ADS: Weiss et al. 2013
arXiv: Weiss et al. 2013
This paper describes the results from an ALMA Cycle 0 program to measure the redshifts of the SPT galaxies. We did this by observing each galaxy in almost all of ALMA’s 3mm band (Band 3), looking to detect rotational transitions of carbon monoxide. Since the frequencies of the CO lines are very well known and are the brightest lines available at these frequencies, if we can detect more than one line, we know the redshift of the galaxy. Knowing the redshift opens up a wide variety of possible further projects – basically anything that targets a spectral line requires knowledge of the redshift. We ended up detecting at least one line in 90% of the galaxies we targeted, making it the most complete sample yet observed.

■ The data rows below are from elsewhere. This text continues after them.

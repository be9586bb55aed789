/// Short single-line preview of post content for logs.
pub fn preview(raw: &str, max_chars: usize) -> String {
    let line = raw.split_whitespace().collect::<Vec<_>>().join(" ");
    if line.chars().count() > max_chars {
        let mut truncated: String = line.chars().take(max_chars).collect();
        truncated.push_str("...");
        truncated
    } else {
        line
    }
}

/// Content as line-break-separated HTML, escaped.
pub fn rich_html(text: &str) -> String {
    let mut out = String::with_capacity(text.len() + 16);
    for ch in text.chars() {
        match ch {
            '&' => out.push_str("&amp;"),
            '<' => out.push_str("&lt;"),
            '>' => out.push_str("&gt;"),
            '"' => out.push_str("&quot;"),
            '\'' => out.push_str("&#39;"),
            '\r' => {}
            '\n' => out.push_str("<br>"),
            other => out.push(other),
        }
    }
    out
}

#[cfg(test)]
mod tests {
    use super::*;

    #[test]
    fn preview_truncates_on_char_boundary() {
        assert_eq!(preview("héllo\nwörld", 7), "héllo w...");
        assert_eq!(preview("short", 10), "short");
    }

    #[test]
    fn rich_html_escapes_then_breaks_lines() {
        assert_eq!(rich_html("a < b\r\nc & d"), "a &lt; b<br>c &amp; d");
    }
}
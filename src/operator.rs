//! Keeps the process alive while browsers parked for an operator are still needed.

use std::time::Duration;

use cdp_adapter::keeper;
use tokio::signal;
use tokio::time::sleep;
use tracing::info;

#[derive(Debug, Clone, Copy, PartialEq, Eq)]
pub enum HoldEnd {
    /// Nothing was parked
    NothingHeld,
    Interrupted,
    Elapsed,
}

/// Waits for Ctrl-C, or for `limit` when one is given, then releases every parked
/// browser. Returns at once when no browser was left open.
pub async fn hold_open_sessions(limit: Option<Duration>) -> HoldEnd {
    let held = keeper::held_sessions();
    if held.is_empty() {
        return HoldEnd::NothingHeld;
    }
    for session in &held {
        info!(session = %session.session, reason = %session.reason, "browser left open");
    }

    let end = match limit {
        Some(limit) => tokio::select! {
            _ = signal::ctrl_c() => HoldEnd::Interrupted,
            _ = sleep(limit) => HoldEnd::Elapsed,
        },
        None => match signal::ctrl_c().await {
            Ok(()) => HoldEnd::Interrupted,
            // no signal handler, nothing could end the hold
            Err(_) => HoldEnd::Elapsed,
        },
    };
    let released = keeper::release_all();
    info!(released, ?end, "released held browser sessions");
    end
}

#[cfg(test)]
mod tests {
    use super::*;
    use std::sync::Arc;

    use campaignforge_core_types::SessionId;
    use serial_test::serial;

    #[tokio::test]
    #[serial]
    async fn returns_immediately_without_parked_sessions() {
        keeper::release_all();
        assert_eq!(hold_open_sessions(None).await, HoldEnd::NothingHeld);
    }

    #[tokio::test(start_paused = true)]
    #[serial]
    async fn limit_releases_parked_sessions() {
        keeper::release_all();
        keeper::hold(SessionId::new(), "post could not be verified", Arc::new(()));

        assert_eq!(hold_open_sessions(Some(Duration::from_secs(600))).await, HoldEnd::Elapsed);
        assert_eq!(keeper::held_count(), 0);
    }
}
//! Element resolver with fallback chain orchestration

use std::sync::Arc;

use action_primitives::{poll_until, DomPort, ProbeQuery};
use tracing::{debug, info, instrument, warn};

use crate::errors::LocatorError;
use crate::scoring::rank;
use crate::types::{AcceptWhen, Located, LocateStrategy, Ranked, RoleTable};

/// Finds the element playing a semantic role on the current page.
pub struct Locator {
    pub(crate) dom: Arc<dyn DomPort>,
}

impl Locator {
    pub fn new(dom: Arc<dyn DomPort>) -> Self {
        Self { dom }
    }

    /// Runs the primary selector family, then every fallback in order.
    ///
    /// `ElementNotFound` is returned only after all of them are exhausted; callers treat it
    /// as terminal for the posting attempt.
    #[instrument(skip_all, fields(role = %table.role))]
    pub async fn locate(&self, table: &RoleTable) -> Result<Located, LocatorError> {
        if table.selectors.is_empty() && table.fallbacks.is_empty() {
            return Err(LocatorError::InvalidTable(format!(
                "{} has no selectors or fallbacks",
                table.role
            )));
        }

        let mut tried = Vec::with_capacity(table.fallbacks.len() + 1);
        if !table.selectors.is_empty() {
            tried.push(LocateStrategy::Primary.name());
            let query = self.query(table, &table.selectors);
            let hit = poll_until(table.primary, move |attempt| {
                let query = query.clone();
                async move {
                    debug!(attempt, "primary selector pass");
                    self.pass(table, &query, LocateStrategy::Primary).await
                }
            })
            .await;
            if let Some(located) = hit {
                return Ok(self.found(table, located));
            }
        }

        for fallback in &table.fallbacks {
            let strategy = fallback.strategy();
            tried.push(strategy.name());
            debug!(strategy = strategy.name(), "trying fallback");
            if let Some(located) = self.run_fallback(table, fallback).await {
                return Ok(self.found(table, located));
            }
        }

        warn!(tried = ?tried, "every locate strategy exhausted");
        Err(LocatorError::ElementNotFound {
            role: table.role.clone(),
            tried: tried.join(", "),
        })
    }

    fn found(&self, table: &RoleTable, located: Located) -> Located {
        info!(
            strategy = located.strategy.name(),
            token = %located.handle.token,
            score = located.score,
            "located {}",
            table.role
        );
        located
    }

    pub(crate) fn query(&self, table: &RoleTable, selectors: &[String]) -> ProbeQuery {
        ProbeQuery::selectors(selectors.iter().cloned()).min_size(table.min_size.0, table.min_size.1)
    }

    /// One probe, ranked with the table's rules, then accepted per [`AcceptWhen`].
    pub(crate) async fn pass(
        &self,
        table: &RoleTable,
        query: &ProbeQuery,
        strategy: LocateStrategy,
    ) -> Option<Located> {
        let candidates = match self.dom.probe(query).await {
            Ok(candidates) => candidates,
            Err(err) => {
                debug!(error = %err, "probe failed");
                return None;
            }
        };
        let ranked = rank(candidates, &table.rules, table.top_k);
        self.accept_first(table.accept, ranked, strategy).await
    }

    pub(crate) async fn accept_first(
        &self,
        accept: AcceptWhen,
        ranked: Vec<Ranked>,
        strategy: LocateStrategy,
    ) -> Option<Located> {
        for candidate in ranked {
            let handle = candidate.features.handle;
            let accepted = match accept {
                AcceptWhen::Focused => match self.dom.activate(&handle).await {
                    Ok(activation) => activation.focused,
                    Err(err) => {
                        debug!(token = %handle.token, error = %err, "activation failed");
                        false
                    }
                },
                AcceptWhen::Present => self.dom.is_visible(&handle).await.unwrap_or(false),
            };
            if accepted {
                return Some(Located {
                    handle,
                    strategy,
                    score: candidate.score,
                });
            }
        }
        None
    }
}

#[cfg(test)]
mod tests {
    use super::*;
    use crate::types::{Matcher, ScoreRules};
    use action_primitives::fake::{Effect, FakeDom, FakeElement};
    use action_primitives::PollPolicy;
    use std::time::Duration;

    fn rules() -> ScoreRules {
        ScoreRules::default()
            .bonus(Matcher::ContentEditable, 5000.0)
            .bonus(Matcher::Role("textbox".into()), 3000.0)
    }

    #[tokio::test(start_paused = true)]
    async fn picks_highest_score_that_takes_focus() {
        let dom = Arc::new(FakeDom::new().with_elements(vec![
            FakeElement::new("small", "div")
                .matches("[contenteditable]")
                .rect(0.0, 0.0, 100.0, 40.0)
                .editable(),
            FakeElement::new("decoy", "div")
                .matches("[contenteditable]")
                .rect(0.0, 0.0, 600.0, 200.0)
                .editable()
                .focusable(false),
            FakeElement::new("label", "span")
                .matches("[contenteditable]")
                .rect(0.0, 0.0, 50.0, 20.0),
        ]));
        let table = RoleTable::new("compose box", ["[contenteditable]"]).rules(rules());
        let located = Locator::new(dom.clone()).locate(&table).await.unwrap();
        assert_eq!(located.handle.token, "small");
        assert_eq!(located.strategy, LocateStrategy::Primary);
        assert_eq!(dom.clicks("decoy"), 1);
    }

    #[tokio::test(start_paused = true)]
    async fn primary_polls_until_element_appears() {
        let dom = Arc::new(FakeDom::new());
        let late = dom.clone();
        let table = RoleTable::new("compose box", ["[contenteditable]"])
            .rules(rules())
            .primary(PollPolicy::new(5, Duration::from_millis(500)));
        let appear = tokio::spawn(async move {
            tokio::time::sleep(Duration::from_millis(1200)).await;
            late.add_element(
                FakeElement::new("editor", "div")
                    .matches("[contenteditable]")
                    .rect(0.0, 0.0, 300.0, 100.0)
                    .editable(),
            );
        });
        let located = Locator::new(dom.clone()).locate(&table).await.unwrap();
        appear.await.unwrap();
        assert_eq!(located.handle.token, "editor");
    }

    #[tokio::test(start_paused = true)]
    async fn present_acceptance_does_not_click() {
        let dom = Arc::new(FakeDom::new().with_elements(vec![FakeElement::new("post", "button")
            .matches("button")
            .text("Post")
            .on_click(Effect::ClearEditables)]));
        let table = RoleTable::new("submit control", ["button"])
            .rules(ScoreRules::default().bonus(Matcher::TextEquals("post".into()), 5000.0))
            .accept(AcceptWhen::Present);
        let located = Locator::new(dom.clone()).locate(&table).await.unwrap();
        assert_eq!(located.handle.token, "post");
        assert_eq!(dom.clicks("post"), 0);
    }

    #[tokio::test(start_paused = true)]
    async fn not_found_lists_strategies() {
        let dom = Arc::new(FakeDom::new());
        let table = RoleTable::new("compose box", ["[contenteditable]"])
            .primary(PollPolicy::new(3, Duration::from_millis(100)));
        match Locator::new(dom).locate(&table).await {
            Err(LocatorError::ElementNotFound { role, tried }) => {
                assert_eq!(role, "compose box");
                assert_eq!(tried, "primary");
            }
            other => panic!("unexpected {other:?}"),
        }
    }

    #[tokio::test]
    async fn empty_table_is_rejected() {
        let table = RoleTable::new("nothing", Vec::<String>::new());
        let err = Locator::new(Arc::new(FakeDom::new())).locate(&table).await.unwrap_err();
        assert!(matches!(err, LocatorError::InvalidTable(_)));
    }
}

We also aimed to determine the intrinsic redshift distribution (i.e., how the galaxies are distributed as a function of distance from earth), and described possible biases and selection effects in our sample. For example, our sample is gravitationally lensed, and we discovered our galaxies at a longer wavelength (1.4mm) than other samples (from 250 to 870um, usually). We found that our sources are distributed to higher redshifts (farther away) than other samples which relied on detecting galaxies at radio frequencies before attempting to measure redshifts. Meanwhile, we determined that lensing probably doesn’t significantly affect the redshift distribution beyond z > 2 unless the galaxies rapidly become smaller at higher redshifts, which there is little evidence for.